About this exercise: Take from the material every line that contains the word "save".

Provided records:
-------------------------

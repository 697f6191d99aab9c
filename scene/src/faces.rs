use std::path::Path;

use crate::{Cubemap, Error, FACE_FILES};

/// Loads the six [`FACE_FILES`] images from `dir`.
///
/// Fails on the first face that is missing, undecodable or does not match the
/// others, so a partially loaded sky is never returned.
pub fn load_dir(dir: impl AsRef<Path>) -> Result<Cubemap, Error> {
    let dir = dir.as_ref();

    let faces = FACE_FILES
        .iter()
        .map(|&face| {
            let path = dir.join(face);
            if !path.is_file() {
                return Err(Error::MissingFace { face, path });
            }
            image::open(&path)
                .map(|image| image.to_rgb8())
                .map_err(|source| Error::Image { path, source })
        })
        .collect::<Result<Vec<_>, _>>()?;

    let cubemap = Cubemap::from_faces(faces)?;
    log::info!(
        "Loaded {size}x{size} cubemap from {}",
        dir.display(),
        size = cubemap.size()
    );
    Ok(cubemap)
}

#[cfg(test)]
mod tests {
    use std::fs;

    use shared::sky::CubeSampler;

    use super::*;
    use crate::cubemap::tests::{solid_faces, FACE_COLORS};

    fn write_faces(dir: &Path, size: u32) {
        for (image, face) in solid_faces(size).into_iter().zip(FACE_FILES) {
            image.save(dir.join(face)).unwrap();
        }
    }

    #[test]
    fn loads_all_faces_in_order() {
        let dir = tempfile::tempdir().unwrap();
        write_faces(dir.path(), 8);

        let cubemap = load_dir(dir.path()).unwrap();
        assert_eq!(cubemap.size(), 8);

        let top = cubemap.sample(glam::Vec3::Y);
        let expected = glam::Vec3::from_array(FACE_COLORS[2].map(f32::from)) / 255.0;
        assert_eq!(top, expected);
    }

    #[test]
    fn missing_face_is_reported_by_name() {
        let dir = tempfile::tempdir().unwrap();
        write_faces(dir.path(), 8);
        fs::remove_file(dir.path().join("top.png")).unwrap();

        let err = load_dir(dir.path()).unwrap_err();
        assert!(matches!(err, Error::MissingFace { face: "top.png", .. }));
        assert!(err.to_string().contains("top.png"));
    }

    #[test]
    fn undecodable_face_is_an_image_error() {
        let dir = tempfile::tempdir().unwrap();
        write_faces(dir.path(), 8);
        fs::write(dir.path().join("back.png"), b"not a png").unwrap();

        assert!(matches!(load_dir(dir.path()), Err(Error::Image { .. })));
    }

    #[test]
    fn mismatched_face_size_is_rejected() {
        let dir = tempfile::tempdir().unwrap();
        write_faces(dir.path(), 8);
        image::RgbImage::new(16, 16)
            .save(dir.path().join("left.png"))
            .unwrap();

        assert!(matches!(
            load_dir(dir.path()),
            Err(Error::SizeMismatch { face: "left.png", .. })
        ));
    }
}
use glam::{UVec2, Vec3};

/// One RGBA8 texel of the presented frame.
pub type Pixel = [u8; 4];

pub fn byte_len(resolution: UVec2) -> usize {
    resolution.x as usize * resolution.y as usize * size_of::<Pixel>()
}

/// Quantizes a display-encoded color to an opaque pixel.
pub fn encode(color: Vec3) -> Pixel {
    let [r, g, b] = (color.clamp(Vec3::ZERO, Vec3::ONE) * f32::from(u8::MAX))
        .round()
        .to_array()
        .map(|c| c as u8);
    [r, g, b, u8::MAX]
}
mod framebuffer;

use std::time::Instant;

use glam::{uvec2, UVec2};
use rayon::prelude::*;
use thiserror::Error;

use shared::{inputs, sky::CubeSampler, PhysicalParams};

pub use framebuffer::{encode, Pixel};

/// CPU frame executor: runs the lensing kernel over every pixel of a frame.
pub struct Renderer<S> {
    sky: S,
    params: PhysicalParams,
    camera: inputs::Camera,
    resolution: UVec2,

    // state
    frame: u64,
}

#[derive(Debug, Error)]
pub enum Error {
    #[error("render target holds {found} bytes, a {width}x{height} RGBA8 frame needs {expected}")]
    TargetSize {
        width: u32,
        height: u32,
        expected: usize,
        found: usize,
    },
}

impl<S: CubeSampler> Renderer<S> {
    pub fn create(
        sky: S,
        params: PhysicalParams,
        resolution: (u32, u32),
        camera: inputs::Camera,
    ) -> Self {
        firestorm::profile_method!(create);

        let mut renderer = Self {
            sky,
            params,
            camera,
            resolution: UVec2::ONE,

            frame: 0,
        };
        renderer.resize(resolution);
        renderer
    }

    /// Renders one frame at `time` seconds into `target`, RGBA8 rows top to bottom.
    pub fn render(&mut self, time: f32, target: &mut [u8]) -> Result<(), Error> {
        firestorm::profile_method!(render);

        let expected = framebuffer::byte_len(self.resolution);
        if target.len() != expected {
            return Err(Error::TargetSize {
                width: self.resolution.x,
                height: self.resolution.y,
                expected,
                found: target.len(),
            });
        }

        let started = Instant::now();
        let frame = self.frame_inputs(time);
        let sky = &self.sky;

        let pixels: &mut [Pixel] = bytemuck::cast_slice_mut(target);
        pixels
            .par_chunks_exact_mut(frame.resolution.x as usize)
            .enumerate()
            .for_each(|(row, line)| {
                for (column, pixel) in line.iter_mut().enumerate() {
                    let color = lensing::shade_row_major(&frame, sky, column as u32, row as u32);
                    *pixel = encode(color);
                }
            });

        log::debug!(
            "Frame {} ({}x{}) rendered in {:.1?}",
            self.frame,
            self.resolution.x,
            self.resolution.y,
            started.elapsed()
        );
        self.frame += 1;
        Ok(())
    }

    /// Renders a single frame into a freshly allocated image.
    pub fn snapshot(&mut self, time: f32) -> Result<image::RgbaImage, Error> {
        firestorm::profile_method!(snapshot);

        let mut image = image::RgbaImage::new(self.resolution.x, self.resolution.y);
        self.render(time, &mut image)?;
        Ok(image)
    }

    pub fn update_camera(&mut self, camera: inputs::Camera) {
        self.camera = camera;
    }

    /// Degenerate sizes are bumped to a single pixel.
    pub fn resize(&mut self, (width, height): (u32, u32)) {
        let resolution = uvec2(width, height).max(UVec2::ONE);
        if resolution != self.resolution {
            log::debug!("Resizing render target to {}x{}", resolution.x, resolution.y);
            self.resolution = resolution;
        }
    }

    pub const fn resolution(&self) -> (u32, u32) {
        (self.resolution.x, self.resolution.y)
    }

    pub const fn frames_rendered(&self) -> u64 {
        self.frame
    }

    /// The immutable context every pixel of a frame at `time` is evaluated against.
    pub const fn frame_inputs(&self, time: f32) -> inputs::Frame {
        inputs::Frame {
            resolution: self.resolution,
            camera: self.camera,
            time,
            params: self.params,
        }
    }
}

-------------------------

Exercise result:
            image.save(dir.join(face)).unwrap();
            .save(dir.path().join("left.png"))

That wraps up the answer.